In its draft Position Paper , the ACM cites some more recent case law that concerns associations of undertakings, such as the Dutch Bar Association in Wouters and the international swimming association FINA in Meca Medina. In the former case, the Court said:
97. However, not every agreement between undertakings or every decision of an association of undertakings which restricts the freedom of action of the parties or of one of them necessarily falls within the prohibition laid down in Article 85(1) of the Treaty. For the purposes of application of that provision to a particular case, account must first of all be taken of the overall context in which the decision of the association of undertakings was taken or produces its effects. More particularly, account must be taken of its objectives, which are here connected with the need to make rules relating to organisation, qualifications, professional ethics, supervision and liability, in order to ensure that the ultimate consumers of legal services and the sound administration of justice are provided with the necessary guarantees in relation to integrity and experience (see, to that effect, Case C-3/95 Reisebüro Broede  ECR I-6511, paragraph 38).
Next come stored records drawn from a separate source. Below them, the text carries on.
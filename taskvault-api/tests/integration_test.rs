/// Integration tests for the TaskVault API
///
/// These tests drive the full router (middleware included) over an
/// in-memory store:
/// - Registration and login
/// - Bearer token enforcement
/// - Task lifecycle and owner scoping
/// - Error shapes and status codes

mod common;

use axum::body::Body;
use axum::http::{header, Request, StatusCode};
use common::{TestContext, TEST_PASSWORD};
use serde_json::json;

#[tokio::test]
async fn test_end_to_end_flow() {
    let ctx = TestContext::new();

    let registered = ctx.register("tester", "tester@example.com").await;
    assert_eq!(registered["username"], "tester");
    assert_eq!(registered["email"], "tester@example.com");
    assert!(registered["user_id"].is_i64());
    assert!(registered.get("password_hash").is_none());

    let token = ctx.login("tester").await;

    let created = ctx
        .send("POST", "/api/tasks", Some(&token), Some(json!({ "title": "Buy milk" })))
        .await;
    assert_eq!(created.status, StatusCode::CREATED);
    assert_eq!(created.body["title"], "Buy milk");
    assert_eq!(created.body["status"], "pending");
    assert_eq!(created.body["priority"], "medium");
    assert_eq!(created.body["description"], serde_json::Value::Null);
    let task_id = created.body["id"].as_i64().unwrap();

    let listed = ctx
        .send("GET", "/api/tasks?priority=medium", Some(&token), None)
        .await;
    assert_eq!(listed.status, StatusCode::OK);
    assert_eq!(listed.body["tasks"].as_array().unwrap().len(), 1);
    assert_eq!(listed.body["pagination"]["total"], 1);
    assert_eq!(listed.body["pagination"]["total_pages"], 1);

    let updated = ctx
        .send(
            "PUT",
            &format!("/api/tasks/{}", task_id),
            Some(&token),
            Some(json!({ "status": "completed", "description": "semi-skimmed" })),
        )
        .await;
    assert_eq!(updated.status, StatusCode::OK);
    assert_eq!(updated.body["status"], "completed");
    assert_eq!(updated.body["description"], "semi-skimmed");
    assert_eq!(updated.body["title"], "Buy milk");

    let deleted = ctx
        .send("DELETE", &format!("/api/tasks/{}", task_id), Some(&token), None)
        .await;
    assert_eq!(deleted.status, StatusCode::OK);
    assert_eq!(deleted.body["id"], task_id);

    let listed = ctx.send("GET", "/api/tasks", Some(&token), None).await;
    assert_eq!(listed.body["pagination"]["total"], 0);
}

#[tokio::test]
async fn test_login_response_shape() {
    let ctx = TestContext::with_vars(&[("JWT_EXP_MIN", "45")]);
    ctx.register("tester", "tester@example.com").await;

    let response = ctx
        .send(
            "POST",
            "/login",
            None,
            Some(json!({ "identity": "TESTER@EXAMPLE.com", "password": TEST_PASSWORD })),
        )
        .await;

    assert_eq!(response.status, StatusCode::OK);
    assert_eq!(response.body["token_type"], "Bearer");
    assert_eq!(response.body["expires_in"], ctx.config.jwt.expiry_minutes * 60);
    assert_eq!(response.body["expires_in"], 2700);
    assert_eq!(response.body["user"]["username"], "tester");
    assert_eq!(response.body["user"]["email"], "tester@example.com");
    assert!(response.body["token"].as_str().unwrap().len() > 20);
}

#[tokio::test]
async fn test_bad_credentials_rejected() {
    let ctx = TestContext::new();
    ctx.register("tester", "tester@example.com").await;

    for (identity, password) in [("tester", "wrong-password"), ("nobody", TEST_PASSWORD)] {
        let response = ctx
            .send(
                "POST",
                "/login",
                None,
                Some(json!({ "identity": identity, "password": password })),
            )
            .await;
        assert_eq!(response.status, StatusCode::UNAUTHORIZED);
        assert_eq!(response.body["error"], "unauthorized");
        assert_eq!(response.body["message"], "Invalid credentials");
    }

    let empty = ctx
        .send("POST", "/login", None, Some(json!({ "identity": "", "password": "" })))
        .await;
    assert_eq!(empty.status, StatusCode::BAD_REQUEST);
    assert_eq!(empty.body["error"], "validation_error");
}

#[tokio::test]
async fn test_duplicate_registration_conflicts() {
    let ctx = TestContext::new();
    ctx.register("tester", "tester@example.com").await;

    let same_username = ctx
        .send(
            "POST",
            "/register",
            None,
            Some(json!({ "username": "tester", "email": "other@example.com", "password": TEST_PASSWORD })),
        )
        .await;
    assert_eq!(same_username.status, StatusCode::CONFLICT);

    let same_email = ctx
        .send(
            "POST",
            "/register",
            None,
            Some(json!({ "username": "other", "email": "Tester@Example.COM", "password": TEST_PASSWORD })),
        )
        .await;
    assert_eq!(same_email.status, StatusCode::CONFLICT);
    assert_eq!(same_email.body["error"], "conflict");
}

#[tokio::test]
async fn test_registration_validation_details() {
    let ctx = TestContext::new();

    let response = ctx
        .send(
            "POST",
            "/register",
            None,
            Some(json!({ "username": "x", "email": "nope", "password": "short" })),
        )
        .await;

    assert_eq!(response.status, StatusCode::BAD_REQUEST);
    assert_eq!(response.body["error"], "validation_error");
    let fields: Vec<&str> = response.body["details"]
        .as_array()
        .unwrap()
        .iter()
        .map(|d| d["field"].as_str().unwrap())
        .collect();
    assert_eq!(fields, vec!["email", "password", "username"]);
}

#[tokio::test]
async fn test_task_routes_require_token() {
    let ctx = TestContext::new();

    let missing = ctx.send("GET", "/api/tasks", None, None).await;
    assert_eq!(missing.status, StatusCode::UNAUTHORIZED);
    assert_eq!(missing.body["error"], "unauthorized");

    let garbage = ctx.send("GET", "/api/tasks", Some("not-a-jwt"), None).await;
    assert_eq!(garbage.status, StatusCode::UNAUTHORIZED);
    assert_eq!(garbage.body, missing.body);

    let basic = ctx
        .send_request(
            Request::builder()
                .uri("/api/tasks")
                .header(header::AUTHORIZATION, "Basic dGVzdGVyOnB3")
                .body(Body::empty())
                .unwrap(),
        )
        .await;
    assert_eq!(basic.status, StatusCode::UNAUTHORIZED);

    let foreign = TestContext::with_vars(&[("JWT_SECRET", "some-other-secret-at-least-32-bytes-long")]);
    let foreign_token = foreign.user_token("stranger").await;
    let forged = ctx.send("GET", "/api/tasks", Some(&foreign_token), None).await;
    assert_eq!(forged.status, StatusCode::UNAUTHORIZED);
}

#[tokio::test]
async fn test_tasks_are_owner_scoped() {
    let ctx = TestContext::new();
    let alice = ctx.user_token("alice").await;
    let bob = ctx.user_token("bob").await;

    let created = ctx
        .send("POST", "/api/tasks", Some(&alice), Some(json!({ "title": "secret plan" })))
        .await;
    let task_uri = format!("/api/tasks/{}", created.body["id"]);

    let listed = ctx.send("GET", "/api/tasks", Some(&bob), None).await;
    assert_eq!(listed.body["pagination"]["total"], 0);

    let update = ctx
        .send("PUT", &task_uri, Some(&bob), Some(json!({ "title": "stolen" })))
        .await;
    assert_eq!(update.status, StatusCode::NOT_FOUND);
    assert_eq!(update.body["error"], "not_found");

    let delete = ctx.send("DELETE", &task_uri, Some(&bob), None).await;
    assert_eq!(delete.status, StatusCode::NOT_FOUND);

    let still_there = ctx.send("GET", "/api/tasks", Some(&alice), None).await;
    assert_eq!(still_there.body["tasks"][0]["title"], "secret plan");
}

#[tokio::test]
async fn test_pagination_over_http() {
    let ctx = TestContext::new();
    let token = ctx.user_token("tester").await;

    for i in 0..25 {
        ctx.send(
            "POST",
            "/api/tasks",
            Some(&token),
            Some(json!({ "title": format!("task {}", i) })),
        )
        .await;
    }

    let page = ctx
        .send("GET", "/api/tasks?page=2&page_size=20", Some(&token), None)
        .await;
    assert_eq!(page.status, StatusCode::OK);
    assert_eq!(page.body["tasks"].as_array().unwrap().len(), 5);
    assert_eq!(
        page.body["pagination"],
        json!({ "page": 2, "page_size": 20, "total": 25, "total_pages": 2 })
    );

    let blank = ctx
        .send(
            "GET",
            "/api/tasks?status=&priority=&page=&page_size=",
            Some(&token),
            None,
        )
        .await;
    assert_eq!(blank.status, StatusCode::OK);
    assert_eq!(
        blank.body["pagination"],
        json!({ "page": 1, "page_size": 20, "total": 25, "total_pages": 2 })
    );

    let garbled = ctx
        .send("GET", "/api/tasks?page=abc&page_size=xyz", Some(&token), None)
        .await;
    assert_eq!(garbled.status, StatusCode::OK);
    assert_eq!(garbled.body["pagination"]["page"], 1);
    assert_eq!(garbled.body["pagination"]["page_size"], 20);
    assert_eq!(garbled.body["tasks"].as_array().unwrap().len(), 20);
}

#[tokio::test]
async fn test_bad_task_input_is_400() {
    let ctx = TestContext::new();
    let token = ctx.user_token("tester").await;

    let urgent = ctx
        .send(
            "POST",
            "/api/tasks",
            Some(&token),
            Some(json!({ "title": "x", "priority": "URGENT" })),
        )
        .await;
    assert_eq!(urgent.status, StatusCode::BAD_REQUEST);
    assert_eq!(urgent.body["details"][0]["field"], "priority");

    let bad_filter = ctx
        .send("GET", "/api/tasks?status=done", Some(&token), None)
        .await;
    assert_eq!(bad_filter.status, StatusCode::BAD_REQUEST);

    let bad_id = ctx
        .send("DELETE", "/api/tasks/abc", Some(&token), None)
        .await;
    assert_eq!(bad_id.status, StatusCode::BAD_REQUEST);
    assert_eq!(bad_id.body["error"], "bad_request");

    let malformed = ctx
        .send_request(
            Request::builder()
                .method("POST")
                .uri("/api/tasks")
                .header(header::AUTHORIZATION, format!("Bearer {}", token))
                .header(header::CONTENT_TYPE, "application/json")
                .body(Body::from("{not json"))
                .unwrap(),
        )
        .await;
    assert_eq!(malformed.status, StatusCode::BAD_REQUEST);

    let missing_title = ctx
        .send("POST", "/api/tasks", Some(&token), Some(json!({ "priority": "low" })))
        .await;
    assert_eq!(missing_title.status, StatusCode::BAD_REQUEST);
}

#[tokio::test]
async fn test_health_and_headers() {
    let ctx = TestContext::new();

    let response = ctx.send("GET", "/health", None, None).await;
    assert_eq!(response.status, StatusCode::OK);
    assert_eq!(response.body["status"], "healthy");
    assert_eq!(response.body["database"], "connected");

    assert_eq!(response.headers["x-content-type-options"], "nosniff");
    assert_eq!(response.headers["x-frame-options"], "DENY");
    assert!(response.headers.get("strict-transport-security").is_none());
    assert!(response.headers.get("x-request-id").is_some());

    let supplied = ctx
        .send_request(
            Request::builder()
                .uri("/health")
                .header("x-request-id", "trace-me")
                .body(Body::empty())
                .unwrap(),
        )
        .await;
    assert_eq!(supplied.headers["x-request-id"], "trace-me");
}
It has then to be considered whether the consequential effects restrictive of competition are inherent in the pursuit of those objectives.
And in the latter:
42 Next, the compatibility of rules with the Community rules on competition cannot be assessed in the abstract (see, to this effect, Case C-250/92 DLG  ECR I‑5641, paragraph 31). Not every agreement between undertakings or every decision of an association of undertakings which restricts the freedom of action of the parties or of one of them necessarily falls within the prohibition laid down in Article 81(1) EC. For the purposes of application of that provision to a particular case, account must first of all be taken of the overall context in which the decision of the association of undertakings was taken or produces its effects and, more specifically, of its objectives. It has then to be considered whether the consequential effects restrictive of competition are inherent in the pursuit of those objectives (Wouters and Others, paragraph 97) and are proportionate to them.
43 As regards the overall context in which the rules at issue were adopted, the Commission could rightly take the view that the general objective of the rules was, as none of the parties disputes, to combat doping in order for competitive sport to be conducted fairly and that it included the need to safeguard equal chances for athletes, athletes’ health, the integrity and objectivity of competitive sport and ethical values in sport.
44 In addition, given that penalties are necessary to ensure enforcement of the doping ban, their effect on athletes’ freedom of action must be considered to be, in principle, inherent itself in the anti-doping rules.
While this comes dangerously close to adopting some all-purpose rule of reason, it seems like the ACM was right to conclude that this doctrine is insufficiently clear for it to be included in the Position Paper. At least, it is insufficiently matured outside the context of concentrations and associations of undertakings. Moreover, it is clear that the Court will not easily consider a rule to be sufficiently inherent or necessary to qualify. Comparing the Wouters precedent with the Commission’s CECED decision, for example, it is difficult to see how the scheme at issue in the latter case could fall under the doctrine of ancillary restraints.
Where competition for one group of consumers is reduced for the benefit of another group of individuals, competition law is likely to pose significant problems. In that regard, the ACM’s Energy Pact “note” was a useful shot across the bow. Environmental lobby, beware!